True, subtle nuances can be picked up when a regional media power player like a Star or Turner lets you in for a moment or two under the corporate hood. Both companies were realistic about the scope of their ambition and media sector growth. But by being realistic, they sounded like corporate managers committed to caution, safety and, to borrow a handy cricketing phase, not-outs – foregoing daring shots in favor of a run here and there, keeping you in the game but unlikely to result in a spectacular score.
Star already has a big business in India of course, one that MPA analysts reckon contributes 75% to Star's APAC consolidated sales. The big question is what else is there -- a reasonable but saturating business in Taiwan and SE Asia but not much more to write home about.

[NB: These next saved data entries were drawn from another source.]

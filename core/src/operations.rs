use rand::{Rng, RngCore};

use crate::constants::{DISPLAY_HEIGHT, DISPLAY_WIDTH, FONT_START, GLYPH_SIZE, STACK_DEPTH};
use crate::error::CycleError;
use crate::quirks::QuirkSet;
use crate::state::State;

// Every operation runs after the program counter has been moved past its own opcode, so
// a skip is a single further advance and a jump simply overwrites it.

/// clear
pub fn clr(state: &mut State) {
    state.frame_buffer = [[0; DISPLAY_WIDTH]; DISPLAY_HEIGHT];
}

/// PC = STACK.pop()
pub fn rts(state: &mut State) -> Result<(), CycleError> {
    if state.sp == 0 {
        return Err(CycleError::StackUnderflow {
            pc: state.previous_pc(),
        });
    }
    state.sp -= 1;
    state.pc = state.stack[state.sp as usize];
    Ok(())
}

/// PC = addr
pub fn jump(state: &mut State, addr: u16) {
    state.pc = addr;
}

/// STACK.push(PC); PC = addr
pub fn call(state: &mut State, addr: u16) -> Result<(), CycleError> {
    if state.sp as usize >= STACK_DEPTH {
        return Err(CycleError::StackOverflow {
            pc: state.previous_pc(),
        });
    }
    state.stack[state.sp as usize] = state.pc;
    state.sp += 1;
    state.pc = addr;
    Ok(())
}

/// if Vx == kk then pc += 2
pub fn ske(state: &mut State, x: u8, kk: u8) {
    if state.v[x as usize] == kk {
        state.advance_pc();
    }
}

/// if Vx != kk then pc += 2
pub fn skne(state: &mut State, x: u8, kk: u8) {
    if state.v[x as usize] != kk {
        state.advance_pc();
    }
}

/// if Vx == Vy then pc += 2
pub fn skre(state: &mut State, x: u8, y: u8) {
    if state.v[x as usize] == state.v[y as usize] {
        state.advance_pc();
    }
}

/// if Vx != Vy then pc += 2
pub fn skrne(state: &mut State, x: u8, y: u8) {
    if state.v[x as usize] != state.v[y as usize] {
        state.advance_pc();
    }
}

/// Vx = kk
pub fn load(state: &mut State, x: u8, kk: u8) {
    state.v[x as usize] = kk;
}

/// Vx = Vy
pub fn mv(state: &mut State, x: u8, y: u8) {
    state.v[x as usize] = state.v[y as usize];
}

/// Vx += kk
/// Add kk to Vx; allow for overflow but implicitly drop it
pub fn add(state: &mut State, x: u8, kk: u8) {
    state.v[x as usize] = state.v[x as usize].wrapping_add(kk);
}

/// Vx |= Vy
pub fn or(state: &mut State, x: u8, y: u8, quirks: &QuirkSet) {
    state.v[x as usize] |= state.v[y as usize];
    reset_flag(state, quirks);
}

/// Vx &= Vy
pub fn and(state: &mut State, x: u8, y: u8, quirks: &QuirkSet) {
    state.v[x as usize] &= state.v[y as usize];
    reset_flag(state, quirks);
}

/// Vx ^= Vy
pub fn xor(state: &mut State, x: u8, y: u8, quirks: &QuirkSet) {
    state.v[x as usize] ^= state.v[y as usize];
    reset_flag(state, quirks);
}

fn reset_flag(state: &mut State, quirks: &QuirkSet) {
    if quirks.vf_reset {
        state.v[0xF] = 0x0;
    }
}

/// Vx += Vy; VF = overflow
pub fn addr(state: &mut State, x: u8, y: u8) {
    let (res, over) = state.v[x as usize].overflowing_add(state.v[y as usize]);
    state.v[x as usize] = res;
    state.v[0xF] = over as u8;
}

/// Vx -= Vy; VF = !underflow
pub fn sub(state: &mut State, x: u8, y: u8) {
    let (res, under) = state.v[x as usize].overflowing_sub(state.v[y as usize]);
    state.v[x as usize] = res;
    state.v[0xF] = !under as u8;
}

/// Vx = Vy - Vx; VF = !underflow
pub fn subn(state: &mut State, x: u8, y: u8) {
    let (res, under) = state.v[y as usize].overflowing_sub(state.v[x as usize]);
    state.v[x as usize] = res;
    state.v[0xF] = !under as u8;
}

/// Vx = src >> 1; VF = lsb(src)
/// `src` is Vx with the shift quirk and Vy without
pub fn shr(state: &mut State, x: u8, y: u8, quirks: &QuirkSet) {
    let src = shift_source(state, x, y, quirks);
    state.v[x as usize] = src >> 1;
    state.v[0xF] = src & 0x1;
}

/// Vx = src << 1; VF = msb(src)
/// `src` is Vx with the shift quirk and Vy without
pub fn shl(state: &mut State, x: u8, y: u8, quirks: &QuirkSet) {
    let src = shift_source(state, x, y, quirks);
    state.v[x as usize] = src << 1;
    state.v[0xF] = src >> 7;
}

fn shift_source(state: &State, x: u8, y: u8, quirks: &QuirkSet) -> u8 {
    if quirks.shift {
        state.v[x as usize]
    } else {
        state.v[y as usize]
    }
}

/// I = addr
pub fn loadi(state: &mut State, addr: u16) {
    state.i = addr;
}

/// PC = V0 + addr, or Vx + addr with the jump quirk
pub fn jumpi(state: &mut State, x: u8, addr: u16, quirks: &QuirkSet) {
    let offset = if quirks.jump {
        state.v[x as usize]
    } else {
        state.v[0x0]
    };
    state.pc = addr + u16::from(offset);
}

/// Vx = rand_byte & kk
pub fn rand(state: &mut State, x: u8, kk: u8, rng: &mut dyn RngCore) {
    let rand_byte: u8 = rng.gen();
    state.v[x as usize] = rand_byte & kk;
}

/// draw_sprite(x=Vx y=Vy size=n)
/// XORs a sprite from memory I..I+n onto the FrameBuffer at (Vx, Vy).
/// The origin always wraps onto the screen; pixels past the edges are clipped or wrapped
/// depending on the clip quirk.
/// Sets VF if any pixels were erased.
pub fn draw(state: &mut State, x: u8, y: u8, n: u8, quirks: &QuirkSet) {
    if quirks.disp_wait {
        if !state.draw_ready {
            state.rewind_pc();
            return;
        }
        state.draw_ready = false;
    }

    let origin_x = state.v[x as usize] as usize % DISPLAY_WIDTH;
    let origin_y = state.v[y as usize] as usize % DISPLAY_HEIGHT;
    let mut collision = 0x0;

    for byte in 0..n as usize {
        let row = origin_y + byte;
        if quirks.clip && row >= DISPLAY_HEIGHT {
            break;
        }
        let row = row % DISPLAY_HEIGHT;
        let sprite = state.read(state.i.wrapping_add(byte as u16));

        for bit in 0..8 {
            let col = origin_x + bit;
            if quirks.clip && col >= DISPLAY_WIDTH {
                break;
            }
            let col = col % DISPLAY_WIDTH;
            let pixel = (sprite >> (7 - bit)) & 1;
            collision |= pixel & state.frame_buffer[row][col];
            state.frame_buffer[row][col] ^= pixel;
        }
    }

    state.v[0xF] = collision;
}

/// if Vx.pressed then pc += 2
pub fn skpr(state: &mut State, x: u8) {
    if state.key_held(state.v[x as usize]) {
        state.advance_pc();
    }
}

/// if !Vx.pressed then pc += 2
pub fn skup(state: &mut State, x: u8) {
    if !state.key_held(state.v[x as usize]) {
        state.advance_pc();
    }
}

/// Vx = DT
pub fn moved(state: &mut State, x: u8) {
    state.v[x as usize] = state.delay_timer;
}

/// await keypress for Vx
/// Refetches this instruction until some key is held
pub fn keyd(state: &mut State, x: u8) {
    match state.first_held_key() {
        Some(key) => state.v[x as usize] = key,
        None => state.rewind_pc(),
    }
}

/// DT = Vx
pub fn loads(state: &mut State, x: u8) {
    state.delay_timer = state.v[x as usize];
}

/// ST = Vx
pub fn ld(state: &mut State, x: u8) {
    state.sound_timer = state.v[x as usize];
}

/// I += Vx
pub fn addi(state: &mut State, x: u8) {
    state.i = state.i.wrapping_add(u16::from(state.v[x as usize]));
}

/// I = FONT_START + Vx * 5
/// Set I to the memory address of the glyph for the low nibble of Vx
pub fn ldspr(state: &mut State, x: u8) {
    state.i = FONT_START + u16::from(state.v[x as usize] & 0xF) * GLYPH_SIZE;
}

/// mem[I..I+3] = bcd(Vx)
/// Store BCD repr of Vx in memory starting at address I
pub fn bcd(state: &mut State, x: u8) {
    let value = state.v[x as usize];
    let digits = [value / 100, value / 10 % 10, value % 10];
    for (offset, &digit) in digits.iter().enumerate() {
        state.write(state.i.wrapping_add(offset as u16), digit);
    }
}

/// mem[I..=I+x] = V0..=Vx
/// With the memory quirk I is left pointing just past the last byte written
pub fn stor(state: &mut State, x: u8, quirks: &QuirkSet) {
    for reg in 0..=x {
        state.write(state.i.wrapping_add(u16::from(reg)), state.v[reg as usize]);
    }
    step_i(state, x, quirks);
}

/// V0..=Vx = mem[I..=I+x]
/// With the memory quirk I is left pointing just past the last byte read
pub fn read(state: &mut State, x: u8, quirks: &QuirkSet) {
    for reg in 0..=x {
        state.v[reg as usize] = state.read(state.i.wrapping_add(u16::from(reg)));
    }
    step_i(state, x, quirks);
}

fn step_i(state: &mut State, x: u8, quirks: &QuirkSet) {
    if quirks.memory {
        state.i = state.i.wrapping_add(u16::from(x) + 1);
    }
}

Apart from a movie co. JV with Fox, CEO Paul Aiello said little on Sept. 8 to suggest that Star could capture much in value or innovation outside India. Instead, he talked about "the cost of capital", "profits taking time", "execution being that much harder", "managing expectations", "inflated expectations," and an Indonesian business (20% of ANTV), improved somewhat from a nadir it reached two years ago, but still a long way short of transformational.
Then there were the local players. Abdul Rahman of major Malaysian player Media Prima candidly sized up the risks of his company’s ventures into markets such as the Philippines, a growth opportunity that few others have dared grasp.
Hary Tanoe of Indonesia’s leading media company Media Nusantara Citra, pushing ahead with a rapid expansion of a local TV network at a pace that puts international majors in the shade, has also confronted risk-taking in China with exposure to a tricky satellite broadcasting business through an investment in Linktone. It’s a bold move that would stand little chance of getting the go-ahead if it were presented to a board in Europe or North America. “It's a growing market,” Hary said, “and we want the growth.”